Molte donne hanno denunciato di aver dovuto far rientrare a forza i loro casi in una delle categorie previste. Il problema si pone in particolare per quelle sposate che spesso devono mentire dicendo di essere rimaste incinte al di fuori del matrimonio, altrimenti non avrebbero l’approvazione del comitato. Inoltre le domande che gli vengono rivolte possono essere imbarazzanti, inopportune o irrilevanti, per esempio sul motivo per cui non hanno usato metodi contraccettivi. C’è poi il fatto che i tempi di attesa perché la richiesta sia esaminata dal comitato possono allungarsi oltre la nona settimana di gravidanza, quando scade il periodo in cui si può optare per la pillola che induce l’aborto, costringendo le donne a sottoporsi a un’operazione chirurgica.
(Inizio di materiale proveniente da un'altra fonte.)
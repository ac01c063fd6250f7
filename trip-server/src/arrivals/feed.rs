//! The arrivals feed abstraction.

use std::future::Future;

use super::error::ArrivalsError;
use super::types::{BusArrival, SubwayArrival};

/// Source of real-time arrival predictions for a station.
///
/// Lets the web layer and cache run against the mock feed or a live one.
pub trait ArrivalsFeed: Send + Sync {
    /// Buses arriving at `station_id`.
    fn bus_arrivals(
        &self,
        station_id: &str,
    ) -> impl Future<Output = Result<Vec<BusArrival>, ArrivalsError>> + Send;

    /// Subway trains arriving at `station_id`.
    fn subway_arrivals(
        &self,
        station_id: &str,
    ) -> impl Future<Output = Result<Vec<SubwayArrival>, ArrivalsError>> + Send;
}
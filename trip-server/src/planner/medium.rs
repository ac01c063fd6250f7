//! Regional routes: metropolitan subway and express buses.
//!
//! Base travel time is two minutes per kilometre (about 30 km/h door to door).

use crate::domain::{Coordinate, Route, RouteType, TravelMode};

use super::legs::{
    EXPRESS_BUS, LegChain, SHINBUNDANG_LINE, SUBWAY_LINE_1, SUBWAY_LINE_2, TRUNK_BUS, apportion,
    whole,
};

pub(super) fn medium_distance_routes(
    origin: &Coordinate,
    destination: &Coordinate,
    distance_km: f64,
    distance_m: u32,
) -> [Route; 3] {
    let base_mins = whole(distance_km * 2.0);

    [
        recommended(origin, destination, base_mins, distance_m),
        fastest(origin, destination, base_mins, distance_m),
        cheapest(origin, destination, base_mins, distance_m),
    ]
}

/// Subway with one line change.
fn recommended(
    origin: &Coordinate,
    destination: &Coordinate,
    base_mins: u32,
    distance_m: u32,
) -> Route {
    let t = apportion(base_mins, &[0.1, 0.5, 0.3]);
    let m = apportion(distance_m, &[0.03, 0.6, 0.34]);

    let steps = LegChain::new(origin, destination, distance_m)
        .walk(t[0], m[0], "Walk to the subway station", "Subway station")
        .ride(
            TravelMode::Subway,
            SUBWAY_LINE_1,
            t[1],
            m[1],
            "Take Line 1",
            "Transfer station",
        )
        .ride(
            TravelMode::Subway,
            SHINBUNDANG_LINE,
            t[2],
            m[2],
            "Transfer to the Shinbundang Line",
            "Exit",
        )
        .walk_to_destination(t[3], m[3], "Walk to the destination");

    Route::new(
        RouteType::Recommended,
        base_mins,
        2800,
        1,
        distance_m,
        steps,
    )
}

/// Express bus into the city, then the subway.
fn fastest(
    origin: &Coordinate,
    destination: &Coordinate,
    base_mins: u32,
    distance_m: u32,
) -> Route {
    let total = whole(base_mins as f64 * 0.8);
    let t = apportion(total, &[0.1, 0.5, 0.3]);
    let m = apportion(distance_m, &[0.03, 0.7, 0.24]);

    let steps = LegChain::new(origin, destination, distance_m)
        .walk(t[0], m[0], "Walk to the bus stop", "Express bus stop")
        .ride(
            TravelMode::Bus,
            EXPRESS_BUS,
            t[1],
            m[1],
            "Take metropolitan express bus 9401",
            "Transfer station",
        )
        .ride(
            TravelMode::Subway,
            SUBWAY_LINE_2,
            t[2],
            m[2],
            "Transfer to Line 2",
            "Exit",
        )
        .walk_to_destination(t[3], m[3], "Walk to the destination");

    Route::new(RouteType::Fastest, total, 3500, 2, distance_m, steps)
}

/// One slow bus all the way.
fn cheapest(
    origin: &Coordinate,
    destination: &Coordinate,
    base_mins: u32,
    distance_m: u32,
) -> Route {
    let total = whole(base_mins as f64 * 1.3);
    let t = apportion(total, &[0.1, 0.8]);
    let m = apportion(distance_m, &[0.03, 0.94]);

    let steps = LegChain::new(origin, destination, distance_m)
        .walk(t[0], m[0], "Walk to the bus stop", "Bus stop")
        .ride(
            TravelMode::Bus,
            TRUNK_BUS,
            t[1],
            m[1],
            "Take trunk bus 146",
            "Last stop",
        )
        .walk_to_destination(t[2], m[2], "Walk to the destination");

    Route::new(RouteType::Cheapest, total, 1400, 0, distance_m, steps)
}
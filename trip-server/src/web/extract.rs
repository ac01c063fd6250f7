//! Extractors whose rejections use the JSON error body.

use axum::Json;
use axum::async_trait;
use axum::extract::rejection::{JsonRejection, QueryRejection};
use axum::extract::{FromRequest, FromRequestParts, Query, Request};
use axum::http::request::Parts;
use serde::de::DeserializeOwned;

use super::routes::AppError;

/// Query string deserialized into `T`.
#[derive(Debug)]
pub struct ApiQuery<T>(pub T);

#[async_trait]
impl<T, S> FromRequestParts<S> for ApiQuery<T>
where
    T: DeserializeOwned,
    S: Send + Sync,
{
    type Rejection = AppError;

    async fn from_request_parts(parts: &mut Parts, state: &S) -> Result<Self, Self::Rejection> {
        let Query(value) = Query::<T>::from_request_parts(parts, state).await?;
        Ok(Self(value))
    }
}

/// JSON request body deserialized into `T`.
#[derive(Debug)]
pub struct ApiJson<T>(pub T);

#[async_trait]
impl<T, S> FromRequest<S> for ApiJson<T>
where
    T: DeserializeOwned,
    S: Send + Sync,
{
    type Rejection = AppError;

    async fn from_request(req: Request, state: &S) -> Result<Self, Self::Rejection> {
        let Json(value) = Json::<T>::from_request(req, state).await?;
        Ok(Self(value))
    }
}

impl From<QueryRejection> for AppError {
    fn from(rejection: QueryRejection) -> Self {
        AppError::BadRequest {
            message: rejection.body_text(),
        }
    }
}

impl From<JsonRejection> for AppError {
    fn from(rejection: JsonRejection) -> Self {
        AppError::BadRequest {
            message: rejection.body_text(),
        }
    }
}
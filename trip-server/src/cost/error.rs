//! Cost estimation error types.

/// Reasons a cost estimate cannot be produced.
#[derive(Debug, Clone, Copy, PartialEq, Eq, thiserror::Error)]
pub enum CostError {
    #[error("party must have at least one participant")]
    InvalidParty,

    #[error("trip must last at least one day")]
    InvalidDuration,
}
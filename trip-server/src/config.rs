//! Server configuration from the environment.

use std::net::{IpAddr, Ipv4Addr, SocketAddr};
use std::path::PathBuf;
use std::str::FromStr;
use std::time::Duration;

const DEFAULT_PORT: u16 = 5000;
const DEFAULT_CACHE_TTL_SECS: u64 = 30;

/// Errors reading configuration.
#[derive(Debug, Clone, PartialEq, Eq, thiserror::Error)]
pub enum ConfigError {
    #[error("invalid value for {var}: {value:?}")]
    Invalid { var: &'static str, value: String },
}

/// Settings for the HTTP server and its collaborators.
#[derive(Debug, Clone, PartialEq)]
pub struct ServerConfig {
    /// Address to bind
    pub addr: SocketAddr,

    /// Directory for the file-backed plan store; in-memory when unset
    pub store_dir: Option<PathBuf>,

    /// Directory of `{station}.json` arrival boards; built-in sample when unset
    pub mock_arrivals_dir: Option<PathBuf>,

    /// TTL of cached arrival boards
    pub arrivals_cache_ttl: Duration,

    /// Directory of a built front end to serve at `/`
    pub static_dir: Option<PathBuf>,
}

impl ServerConfig {
    /// Read configuration from process environment variables.
    pub fn from_env() -> Result<Self, ConfigError> {
        Self::from_lookup(|var| std::env::var(var).ok())
    }

    /// Read configuration through `lookup`, which maps a variable name to its value.
    pub fn from_lookup(lookup: impl Fn(&str) -> Option<String>) -> Result<Self, ConfigError> {
        let host: IpAddr = parse(&lookup, "HOST")?.unwrap_or(IpAddr::V4(Ipv4Addr::LOCALHOST));
        let port: u16 = parse(&lookup, "PORT")?.unwrap_or(DEFAULT_PORT);
        let ttl_secs: u64 =
            parse(&lookup, "ARRIVALS_CACHE_TTL_SECS")?.unwrap_or(DEFAULT_CACHE_TTL_SECS);

        let path = |var: &str| lookup(var).filter(|v| !v.is_empty()).map(PathBuf::from);

        Ok(Self {
            addr: SocketAddr::new(host, port),
            store_dir: path("STORE_DIR"),
            mock_arrivals_dir: path("MOCK_ARRIVALS_DIR"),
            arrivals_cache_ttl: Duration::from_secs(ttl_secs),
            static_dir: path("STATIC_DIR"),
        })
    }
}

impl Default for ServerConfig {
    fn default() -> Self {
        Self {
            addr: SocketAddr::new(IpAddr::V4(Ipv4Addr::LOCALHOST), DEFAULT_PORT),
            store_dir: None,
            mock_arrivals_dir: None,
            arrivals_cache_ttl: Duration::from_secs(DEFAULT_CACHE_TTL_SECS),
            static_dir: None,
        }
    }
}

fn parse<T: FromStr>(
    lookup: &impl Fn(&str) -> Option<String>,
    var: &'static str,
) -> Result<Option<T>, ConfigError> {
    match lookup(var) {
        None => Ok(None),
        Some(value) if value.trim().is_empty() => Ok(None),
        Some(value) => value
            .trim()
            .parse()
            .map(Some)
            .map_err(|_| ConfigError::Invalid { var, value }),
    }
}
Comunque raramente le richieste sono respinte. Secondo l’ufficio centrale di statistica, nel 2020 sono state approvate nel 99 per cento dei casi e il ministero israeliano della salute ha registrato 16.430 aborti realizzati legalmente all’interno del sistema sanitario, con un calo del 5 per cento rispetto al 2019. Il picco è stato registrato a metà degli anni duemila, con ventimila aborti all’anno, poi c’è stata una diminuzione costante, mentre dal 2001 la popolazione d’Israele è aumentata di un terzo.
Nel dicembre del 2021 il ministro della salute Nitzan Horowitz – del partito Meretz, il più progressista della coalizione di governo – ha annunciato un piano per promuovere una riforma legislativa che prevede l’eliminazione del comitato per il primo trimestre della gravidanza, lasciandolo solo per i casi che riguardano i mesi successivi. Un precedente tentativo di riformare la legge era fallito nel 2015 a causa dell’opposizione del partito ultraortodosso Giudaismo unito nella Torah, che controllava il ministero della salute.